CrossLag: Predicting Major Dengue Outbreaks with a Domain Knowledge Informed Transformer
Ashwin Prabu, Nhat Thanh Tran, Guofa Zhou, Jack Xin
TL;DR
CrossLag tackles the challenge of forecasting major dengue outbreaks under limited data by incorporating domain knowledge into a transformer via fixed-lag cross-attention. The method relies on per-feature embeddings that encode weekly periodicity, annual drift, and lag-aware interactions with exogenous climate/oceanic signals. In experiments on Singapore dengue data (2000–2019) with a 24-week horizon, CrossLag outperforms TimeXer in detecting and predicting major outbreaks, providing more accurate spike forecasts with lower MSE and MAE but higher variance. The work demonstrates a practical, parameter-efficient approach for public health forecasting of vector-borne diseases and motivates broader adoption and refinement of domain-informed attention mechanisms.
Abstract
A variety of models have been developed to forecast dengue cases to date.

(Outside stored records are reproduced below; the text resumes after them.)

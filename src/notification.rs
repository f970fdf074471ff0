use anyhow::Result;
use serde::{Deserialize, Serialize};
use tokio::sync::oneshot;

/// Label on the notification's opt-out action.
pub const DEFAULT_DISMISS_LABEL: &str = "Disable";

/// Default notification text for a given recognition language.
pub fn default_text(language: &str) -> String {
    format!("I am listening for your search. Your language is {language}")
}

/// What the listening notification should say and where it should go.
///
/// Unset fields fall back to defaults when the notification is shown.
#[derive(Debug, Clone, Default, PartialEq, Eq, Serialize, Deserialize)]
pub struct NotificationConfig {
    /// Host-specific mount point for the notification, e.g. a DOM selector.
    pub container: Option<String>,
    pub text: Option<String>,
    pub dismiss_label: Option<String>,
}

impl NotificationConfig {
    /// Fills unset fields with the built-in defaults.
    pub fn resolved(mut self, language: &str) -> Self {
        if self.text.is_none() {
            self.text = Some(default_text(language));
        }
        if self.dismiss_label.is_none() {
            self.dismiss_label = Some(DEFAULT_DISMISS_LABEL.to_string());
        }
        self
    }
}

/// Live notification. `dismissed` resolves when the user activates the
/// opt-out action; it stays pending if the notification is hidden unused.
pub struct NotificationHandle {
    pub dismissed: oneshot::Receiver<()>,
}

/// Shows and hides the listening notification.
#[async_trait::async_trait]
pub trait Notifier: Send + Sync {
    /// Shows the notification. The returned handle reports dismissal.
    async fn append(&self, config: NotificationConfig) -> Result<NotificationHandle>;

    /// Hides the notification if it is currently shown.
    fn remove(&self);
}
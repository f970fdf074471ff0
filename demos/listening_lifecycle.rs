use anyhow::Result;
use futures::StreamExt;
use speech_control::testing::{
    scripted_platform, CountingNotifier, ScriptStep, ScriptedRecognition,
};
use speech_control::{ListenConfig, RecognitionError, SpeechControl, SpeechControlError};
use std::time::Duration;
use tokio::time::sleep;
use tracing::info;

#[tokio::main]
async fn main() -> Result<()> {
    tracing_subscriber::fmt::init();

    info!("🎙️  Listening lifecycle demo: restarts, silence retry, and opt-out");

    // 1. Script three physical sessions: one ends on its own, one hears
    //    nothing, one keeps listening
    let recognition = ScriptedRecognition::with_scripts(vec![
        vec![ScriptStep::say("first utterance"), ScriptStep::End],
        vec![ScriptStep::Fail(RecognitionError::NoSpeech)],
        vec![
            ScriptStep::say("second utterance"),
            ScriptStep::wait_ms(60_000),
        ],
    ]);
    let notifier = CountingNotifier::new();

    let config = ListenConfig {
        debounce_ms: 100,
        restart_delay_ms: 250,
        ..ListenConfig::default()
    };
    let control = SpeechControl::new(
        scripted_platform(recognition.clone(), notifier.clone()),
        config,
    );

    // 2. Start listening and consume events across the restarts
    let mut events = control.start();
    for _ in 0..2 {
        match events.next().await {
            Some(Ok(event)) => info!("📝 Event: {}", serde_json::to_string(&event)?),
            Some(Err(err)) => info!("⚠️  Error: {err}"),
            None => break,
        }
    }
    info!(
        "✅ {} physical sessions ran behind one stream; notification shown {} time(s)",
        recognition.sessions_started(),
        notifier.appends()
    );

    // 3. The user dismisses the listening notification
    info!("👆 Dismissing the notification...");
    notifier.dismiss();
    match events.next().await {
        Some(Err(SpeechControlError::Disabled)) => {
            info!("🛑 Stream failed with Disabled, as expected")
        }
        other => info!("Unexpected stream item: {other:?}"),
    }

    // 4. Speech control is now off for good
    info!("✅ is_enabled() = {}", control.is_enabled());
    if let Some(Err(SpeechControlError::Disabled)) = control.start().next().await {
        info!("🛑 New sessions refuse to start");
    }

    sleep(Duration::from_millis(100)).await;
    Ok(())
}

However, it remains a challenge to predict major dengue outbreaks that need timely public warnings the most. In this paper, we introduce CrossLag, an environmentally informed attention that allows for the incorporation of lagging endogenous signals behind the significant events in the exogenous data into the architecture of the transformer at low parameter counts. Outbreaks typically lag behind major changes in climate and oceanic anomalies. We use TimeXer, a recent general-purpose transformer distinguishing exogenous-endogenous inputs, as the baseline for this study. Our proposed model outperforms TimeXer by a considerable margin in detecting and predicting major outbreaks in Singapore dengue data over a 24-week prediction window.